多態時最好將基類的解構函式設為virtual,這樣在析構時會先調用子類的解構函式,再調用基類的解構函式,否則如果delete的是基類的指標,則只調用基類的解構函式.樣本如下:
#include <iostream.h>
class Base
{
public:
Base() { mPtr = new int; }
virtual ~Base() { delete mPtr; cout<<"~Base::Base()"<<endl;}
private:
int* mPtr;
} ;
class Derived : public Base
{
public:
Derived() { mDerived = new long; }
~Derived() { delete mDerived; cout<<"~Derived::Derived()"<<endl;}
private:
long* mDerived;
} ;
void main()
{
Base* p = new Derived;
delete p;
}
結果:
先調用子類的解構函式:釋放mDerived,輸出"~Derived::Derived()";
再調用父類的解構函式:釋放mPtr,輸出"~Base::Base()"。
------------
#include <iostream.h>
class Base
{
public:
Base() { mPtr = new int; }
~Base() { delete mPtr; cout<<"~Base::Base()"<<endl;}
private:
int* mPtr;
} ;
class Derived : public Base
{
public:
Derived() { mDerived = new long; }
~Derived() { delete mDerived; cout<<"~Derived::Derived()"<<endl;}
private:
long* mDerived;
} ;
void main()
{
Base* p = new Derived;
delete p;
}
結果:只調用了父類的解構函式:釋放mPtr,輸出"~Base::Base()"。
以上代碼會產生記憶體泄露,因為new出來的是Derived類資源,採用一個基類的指標來接收,析構的時候,編譯器因為只是知道這個指標是基類的,所以只將基類部分的記憶體析構了,而不會析構子類的,就造成了記憶體泄露,如果將基類的解構函式改成虛函數,就可以避免這種情況,因為虛函數是後綁定,其實就是在虛函數列表中,解構函式將基類的解構函式用實際對象的一組解構函式替換掉了,也就是先執行子類的虛函數再執行父類的虛函數,這樣子類的記憶體析構了,父類的記憶體也釋放了,就不會產生記憶體泄露。
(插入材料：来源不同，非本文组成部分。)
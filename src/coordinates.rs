//! # Sky coordinates and the local horizontal frame
//!
//! A [`SkyCoord`] is a direction (and optionally a distance) in one of the reference systems
//! of [`crate::ref_system`]. An [`AltAzFrame`] ties an [`Observer`] to a sequence of
//! observation instants and projects anything implementing [`SkyPosition`] onto the local
//! horizon at each of them.
//!
//! ## Projection
//!
//! ```text
//! SkyCoord(frame) ──rotpn──► Equt(of date) ──┬─ distance known: − observer ─────────► (α, δ)
//!                                             └─ direction only: annual aberration ──►   │
//!                        H = LAST − α ──► (alt, az) ◄────────────────────────────────────┘
//! ```
//!
//! * Altitude is measured in degrees above the geodetic horizon, without refraction.
//! * Azimuth is measured in degrees from North through East, in `[0, 360)`.
//! * Objects without distance are treated as infinitely far: no parallax correction, but
//!   their astrometric direction is shifted by the aberration of the Earth's orbital motion
//!   (up to 20.5"). The Sun series already carries its aberration.
use hifitime::Epoch;

use crate::{
    constants::{AstronomicalUnit, Degree, Radian, DPI, RADEG},
    observers::Observer,
    ref_system::{
        cartesian_to_radec, correct_aberration, radec_to_cartesian, rotpn, RefEpoch, RefSystem,
    },
    solar_system::earth_velocity,
};
use nalgebra::Vector3;

/// A position on the sky.
///
/// * `longitude`, `latitude`: degrees; right ascension and declination for the equatorial
///   systems, ecliptic longitude and latitude for `Eclm`.
/// * `distance`: geocentric distance in AU, when known.
#[derive(Debug, Clone, Copy, PartialEq)]
pub struct SkyCoord {
    pub longitude: Degree,
    pub latitude: Degree,
    pub distance: Option<AstronomicalUnit>,
    pub frame: RefSystem,
}

impl SkyCoord {
    pub fn new(
        longitude: Degree,
        latitude: Degree,
        distance: Option<AstronomicalUnit>,
        frame: RefSystem,
    ) -> Self {
        SkyCoord {
            longitude,
            latitude,
            distance,
            frame,
        }
    }

    /// A direction in the ICRS, taken as the mean equator and equinox of J2000.
    pub fn icrs(ra: Degree, dec: Degree) -> Self {
        SkyCoord::new(ra, dec, None, RefSystem::Equm(RefEpoch::J2000))
    }

    /// Cartesian vector in `self.frame`: AU if the distance is known, unit vector otherwise.
    pub fn to_cartesian(&self) -> Vector3<f64> {
        radec_to_cartesian(
            self.longitude * RADEG,
            self.latitude * RADEG,
            self.distance.unwrap_or(1.0),
        )
    }
}

/// Anything that can give its geocentric position at a given instant.
pub trait SkyPosition {
    fn sky_coord(&self, epoch: &Epoch) -> SkyCoord;
}

/// A fixed point of the sky: the same coordinate at every instant.
impl SkyPosition for SkyCoord {
    fn sky_coord(&self, _epoch: &Epoch) -> SkyCoord {
        *self
    }
}

/// Horizontal coordinates, degrees.
#[derive(Debug, Clone, Copy, PartialEq)]
pub struct AltAz {
    pub alt: Degree,
    pub az: Degree,
}

/// Observer frame: a site and the instants at which it looks at the sky.
#[derive(Debug, Clone, PartialEq)]
pub struct AltAzFrame {
    observer: Observer,
    obstimes: Vec<Epoch>,
}

impl AltAzFrame {
    pub fn new(observer: Observer, obstimes: Vec<Epoch>) -> Self {
        AltAzFrame { observer, obstimes }
    }

    pub fn observer(&self) -> &Observer {
        &self.observer
    }

    pub fn obstimes(&self) -> &[Epoch] {
        &self.obstimes
    }

    /// Project `target` at every instant of the frame, in order.
    pub fn transform<S: SkyPosition + ?Sized>(&self, target: &S) -> Vec<AltAz> {
        self.obstimes
            .iter()
            .map(|epoch| self.transform_at(target, epoch))
            .collect()
    }

    /// Project `target` at a single instant.
    ///
    /// Arguments
    /// ---------
    /// * `target`: the object to look at
    /// * `epoch`: the instant of observation
    ///
    /// Return
    /// ------
    /// * altitude and azimuth of the target seen from the frame's observer
    pub fn transform_at<S: SkyPosition + ?Sized>(&self, target: &S, epoch: &Epoch) -> AltAz {
        let coord = target.sky_coord(epoch);
        let of_date = RefSystem::Equt(RefEpoch::Epoch(epoch.to_mjd_tt_days()));

        let mut position = rotpn(&coord.frame, &of_date) * coord.to_cartesian();
        match coord.distance {
            Some(_) => position -= self.observer.geocentric_position(epoch),
            None => position = correct_aberration(position, -earth_velocity(epoch)),
        }

        let (ra, dec, _) = cartesian_to_radec(position);
        let hour_angle = self.observer.local_sidereal_time(epoch) - ra;

        let (alt, az) = equatorial_to_horizontal(hour_angle, dec, self.observer.latitude_rad());
        AltAz {
            alt: alt / RADEG,
            az: az / RADEG,
        }
    }
}

/// Convert an hour angle and a declination into altitude and azimuth.
///
/// Arguments
/// ---------
/// * `hour_angle`: local hour angle (radians, positive westward)
/// * `dec`: declination of date (radians)
/// * `lat`: geodetic latitude of the observer (radians)
///
/// Return
/// ------
/// * `(alt, az)` in radians, azimuth from North through East within `[0, 2π)`
///
/// ```text
/// sin(alt) = sin φ sin δ + cos φ cos δ cos H
/// tan(az)  = −cos δ sin H / (sin δ cos φ − cos δ cos H sin φ)
/// ```
pub fn equatorial_to_horizontal(hour_angle: Radian, dec: Radian, lat: Radian) -> (Radian, Radian) {
    let (sin_h, cos_h) = hour_angle.sin_cos();
    let (sin_d, cos_d) = dec.sin_cos();
    let (sin_p, cos_p) = lat.sin_cos();

    let sin_alt = (sin_p * sin_d + cos_p * cos_d * cos_h).clamp(-1.0, 1.0);
    let alt = sin_alt.asin();

    let az = (-cos_d * sin_h)
        .atan2(sin_d * cos_p - cos_d * cos_h * sin_p)
        .rem_euclid(DPI);

    // rem_euclid may round a tiny negative angle up to 2π
    (alt, if az >= DPI { 0.0 } else { az })
}

#[cfg(test)]
mod coordinates_test {
    use super::*;
    use crate::constants::{HEIGHT, LATITUDE, LONGITUDE};
    use crate::solar_system::Body;
    use approx::assert_abs_diff_eq;
    use hifitime::Unit;

    fn site() -> Observer {
        Observer::new(LONGITUDE, LATITUDE, HEIGHT, None).unwrap()
    }

    // 2020-07-23 00:00 BST
    fn reference_epoch() -> Epoch {
        Epoch::from_gregorian_utc(2020, 7, 22, 23, 0, 0, 0)
    }

    #[test]
    fn test_equatorial_to_horizontal_cardinal_points() {
        let lat = 56.15 * RADEG;

        // on the meridian, south of the zenith
        let (alt, az) = equatorial_to_horizontal(0.0, 0.0, lat);
        assert_abs_diff_eq!(alt / RADEG, 90.0 - 56.15, epsilon = 1e-12);
        assert_abs_diff_eq!(az / RADEG, 180.0, epsilon = 1e-12);

        // rising due east, setting due west
        let (alt, az) = equatorial_to_horizontal(-90.0 * RADEG, 0.0, lat);
        assert_abs_diff_eq!(alt, 0.0, epsilon = 1e-12);
        assert_abs_diff_eq!(az / RADEG, 90.0, epsilon = 1e-12);

        let (_, az) = equatorial_to_horizontal(90.0 * RADEG, 0.0, lat);
        assert_abs_diff_eq!(az / RADEG, 270.0, epsilon = 1e-12);

        // celestial pole stands at the latitude, due north
        let (alt, az) = equatorial_to_horizontal(1.234, 90.0 * RADEG, lat);
        assert_abs_diff_eq!(alt / RADEG, 56.15, epsilon = 1e-12);
        assert!(az / RADEG < 1e-9 || az / RADEG > 360.0 - 1e-9);
        assert!(az < DPI);
    }

    #[test]
    fn test_transit_altitude() {
        for dec in [-30.0, 0.0, 20.0, 44.0, 70.0] {
            let (alt, _) = equatorial_to_horizontal(0.0, dec * RADEG, LATITUDE * RADEG);
            assert_abs_diff_eq!(alt / RADEG, 90.0 - (LATITUDE - dec).abs(), epsilon = 1e-10);
        }
    }

    #[test]
    fn test_transform_is_idempotent() {
        let frame = AltAzFrame::new(site(), vec![reference_epoch()]);
        let comet = SkyCoord::icrs(210.5, 44.0);

        let first = frame.transform(&comet);
        let second = frame.transform(&comet);
        assert_eq!(first, second);

        let moon_first = frame.transform(&Body::Moon);
        let moon_second = frame.transform(&Body::Moon);
        assert_eq!(moon_first, moon_second);
    }

    #[test]
    fn test_reference_projection() {
        let frame = AltAzFrame::new(site(), vec![reference_epoch()]);
        let altaz = frame.transform(&SkyCoord::icrs(210.5, 44.0));

        // rigorous precession, IAU 1980 nutation, annual aberration and Meeus sidereal
        // time (UT1 = UTC)
        assert_eq!(altaz.len(), 1);
        assert_abs_diff_eq!(altaz[0].alt, 44.581873, epsilon = 2e-3);
        assert_abs_diff_eq!(altaz[0].az, 286.179097, epsilon = 2e-3);
    }

    #[test]
    fn test_aberration_of_a_fixed_direction() {
        let epoch = reference_epoch();
        let frame = AltAzFrame::new(site(), vec![epoch]);
        let comet = SkyCoord::icrs(210.5, 44.0);

        let of_date = RefSystem::Equt(RefEpoch::Epoch(epoch.to_mjd_tt_days()));
        let mean = rotpn(&comet.frame, &of_date) * comet.to_cartesian();
        let apparent = correct_aberration(mean, -earth_velocity(&epoch));

        // 16.7" for this direction, never more than 20.5"
        let shift = mean.angle(&apparent) / crate::constants::RADSEC;
        assert_abs_diff_eq!(shift, 16.66, epsilon = 0.1);

        let with = frame.transform_at(&comet, &epoch);
        let (ra, dec, _) = cartesian_to_radec(mean);
        let (alt, az) = equatorial_to_horizontal(
            frame.observer().local_sidereal_time(&epoch) - ra,
            dec,
            LATITUDE * RADEG,
        );
        let moved = ((with.alt - alt / RADEG).powi(2) + (with.az - az / RADEG).powi(2)).sqrt();
        assert!(moved > 3e-3 && moved < 1e-2);
    }

    #[test]
    fn test_transform_matches_hour_angle_formula() {
        let epoch = reference_epoch();
        let observer = site();
        let frame = AltAzFrame::new(observer.clone(), vec![epoch]);
        let comet = SkyCoord::icrs(210.5, 44.0);

        let of_date = RefSystem::Equt(RefEpoch::Epoch(epoch.to_mjd_tt_days()));
        let mean = rotpn(&comet.frame, &of_date) * comet.to_cartesian();
        let (ra, dec, _) = cartesian_to_radec(correct_aberration(mean, -earth_velocity(&epoch)));
        let (alt, az) = equatorial_to_horizontal(
            observer.local_sidereal_time(&epoch) - ra,
            dec,
            LATITUDE * RADEG,
        );

        let altaz = frame.transform_at(&comet, &epoch);
        assert_abs_diff_eq!(altaz.alt, alt / RADEG, epsilon = 1e-9);
        assert_abs_diff_eq!(altaz.az, az / RADEG, epsilon = 1e-9);
    }

    #[test]
    fn test_moon_parallax_lowers_the_moon() {
        let epoch = reference_epoch();
        let frame = AltAzFrame::new(site(), vec![epoch]);

        let moon = Body::Moon.sky_coord(&epoch);
        let geocentric = SkyCoord { distance: None, ..moon };

        let topo = frame.transform_at(&moon, &epoch);
        let geo = frame.transform_at(&geocentric, &epoch);

        // horizontal parallax is close to one degree, scaled by cos(alt)
        let dip = geo.alt - topo.alt;
        assert!(dip > 0.0);
        assert!(dip < 1.05 * geo.alt.to_radians().cos());
        assert!(dip > 0.85 * geo.alt.to_radians().cos());
    }

    #[test]
    fn test_sun_below_horizon_at_local_midnight() {
        let reference = reference_epoch();
        let epochs: Vec<Epoch> = (-6..=6).map(|h| reference + Unit::Hour * h as i64).collect();
        let frame = AltAzFrame::new(site(), epochs);

        let sun = frame.transform(&Body::Sun);
        assert_eq!(sun.len(), 13);

        // about twelve degrees down at 23h UTC, north-west of north, lowest one hour later
        let midnight = sun[6];
        assert!(midnight.alt < -11.0 && midnight.alt > -13.0);
        assert!(midnight.az > 335.0 && midnight.az < 346.0);
        assert!(sun[7].alt < midnight.alt);

        // up in the evening, above the horizon again at 05h UTC
        assert!(sun[0].alt > 20.0);
        assert!(sun[12].alt > 0.0);
        for altaz in &sun {
            assert!((0.0..360.0).contains(&altaz.az));
        }
    }
}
上面代碼中,如~Base()不是virtual,而~Derived()為virtual,則
Base* p = new Derived; delete p;
仍然只調用~Base::Base(),因為delete p中的p是Base*類型,而Base的解構函式~Base()不是virtual。
另:delete子類指標時,會調用子類的解構函式,然後自動調用其父類的解構函式(不管~Derived::Derived()是否為virtual,~Derived::Derived()內部總會自動調用~Base::Base()),如:
Derived * pd = new Derived;
delete pd;//調用 ~Derived::Derived(),並自動析構父類(調用~Base::Base())
註:
1.解構函式其實是一個函數,不論子類還是父類,雖然可能看起來名字不一樣。而且解構函式執行過程都是執行子類再到父類。
2.多態的時候一定要將解構函式寫成虛函數,防止記憶體泄露,各個子類維護自己內部資料釋放。
virtual 是實現多態的基礎
它使得具體的函數跳轉從編譯時間延遲到運行時然而建構函式的調用是編譯器期間就決定的,因此它不能為虛.